THE DATA:
┌────────

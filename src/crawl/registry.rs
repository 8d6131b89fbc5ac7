// src/crawl/registry.rs
// =============================================================================
// The visit registry: a counted set of normalized page URLs.
//
// Every crawl task reports every link it follows here. The first report of a
// page inserts it with count 1 and tells the caller "you own fetching this
// page"; every later report only bumps the count. Checking and updating happen
// under one lock, so two tasks can never both see a page as new.
// =============================================================================

use std::collections::HashMap;
use std::sync::{Mutex, MutexGuard, PoisonError};

use crate::links::NormalizedUrl;

/// Concurrency-safe map of page key -> number of times it was linked
#[derive(Debug, Default)]
pub struct VisitRegistry {
    pages: Mutex<HashMap<NormalizedUrl, usize>>,
}

impl VisitRegistry {
    pub fn new() -> Self {
        Self::default()
    }

    /// Records one sighting of `key`.
    ///
    /// Returns `true` only for the first sighting of a key.
    pub fn record_visit(&self, key: NormalizedUrl) -> bool {
        let mut pages = self.lock();
        match pages.get_mut(&key) {
            Some(count) => {
                *count += 1;
                false
            }
            None => {
                pages.insert(key, 1);
                true
            }
        }
    }

    /// Number of distinct pages seen so far
    pub fn len(&self) -> usize {
        self.lock().len()
    }

    pub fn is_empty(&self) -> bool {
        self.lock().is_empty()
    }

    /// How many times `key` has been linked so far, if at all
    pub fn count(&self, key: &str) -> Option<usize> {
        self.lock().get(key).copied()
    }

    /// Point-in-time copy of every page and its count
    pub fn snapshot(&self) -> HashMap<NormalizedUrl, usize> {
        self.lock().clone()
    }

    // Each critical section leaves the map consistent, so a panic in another
    // thread while holding the lock does not corrupt it.
    fn lock(&self) -> MutexGuard<'_, HashMap<NormalizedUrl, usize>> {
        self.pages.lock().unwrap_or_else(PoisonError::into_inner)
    }
}

#[cfg(test)]
mod tests {
    use super::*;
    use crate::links::normalize_url;
    use std::sync::Arc;

    fn key(raw: &str) -> NormalizedUrl {
        normalize_url(raw).unwrap()
    }

    #[test]
    fn test_first_visit_then_increments() {
        let registry = VisitRegistry::new();
        assert!(registry.is_empty());

        assert!(registry.record_visit(key("https://blog.boot.dev/path")));
        assert!(!registry.record_visit(key("http://BLOG.boot.dev/path/")));
        assert!(!registry.record_visit(key("https://blog.boot.dev/path#top")));

        assert_eq!(registry.len(), 1);
        assert_eq!(registry.count("blog.boot.dev/path"), Some(3));
        assert_eq!(registry.count("blog.boot.dev/other"), None);
    }

    #[test]
    fn test_count_agrees_with_snapshot() {
        let registry = VisitRegistry::new();
        assert_eq!(registry.count("a.com/1"), None);

        registry.record_visit(key("https://a.com/1"));
        registry.record_visit(key("https://a.com/1/"));
        registry.record_visit(key("https://a.com/2"));

        let snapshot = registry.snapshot();
        for (page, count) in &snapshot {
            assert_eq!(registry.count(page.as_str()), Some(*count));
        }
        assert_eq!(registry.count("a.com/1"), Some(2));
    }

    #[test]
    fn test_distinct_keys_grow_len() {
        let registry = VisitRegistry::new();
        registry.record_visit(key("https://a.com/1"));
        registry.record_visit(key("https://a.com/2"));
        registry.record_visit(key("https://a.com/2"));
        assert_eq!(registry.len(), 2);

        let snapshot = registry.snapshot();
        assert_eq!(snapshot.get("a.com/1"), Some(&1));
        assert_eq!(snapshot.get("a.com/2"), Some(&2));
    }

    #[test]
    fn test_concurrent_callers_see_exactly_one_first_visit() {
        const CALLERS: usize = 64;
        let registry = Arc::new(VisitRegistry::new());

        let handles: Vec<_> = (0..CALLERS)
            .map(|_| {
                let registry = Arc::clone(&registry);
                std::thread::spawn(move || registry.record_visit(key("https://blog.boot.dev/race")))
            })
            .collect();

        let firsts = handles
            .into_iter()
            .map(|h| h.join().unwrap())
            .filter(|first| *first)
            .count();

        assert_eq!(firsts, 1);
        assert_eq!(registry.count("blog.boot.dev/race"), Some(CALLERS));
    }

    #[tokio::test(flavor = "multi_thread", worker_threads = 4)]
    async fn test_concurrent_tasks_many_keys() {
        let registry = Arc::new(VisitRegistry::new());
        let mut handles = Vec::new();

        for i in 0..200 {
            let registry = Arc::clone(&registry);
            handles.push(tokio::spawn(async move {
                registry.record_visit(key(&format!("https://a.com/{}", i % 10)))
            }));
        }

        let mut firsts = 0;
        for handle in handles {
            if handle.await.unwrap() {
                firsts += 1;
            }
        }

        assert_eq!(firsts, 10);
        assert_eq!(registry.len(), 10);
        assert!(registry.snapshot().values().all(|count| *count == 20));
    }
}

└────────

GOAL OF THE EXERCISE:
Filter the entries above down to the lines containing the word "bool".

EXERCISE SOLUTION:
    pub fn record_visit(&self, key: NormalizedUrl) -> bool {
    pub fn is_empty(&self) -> bool {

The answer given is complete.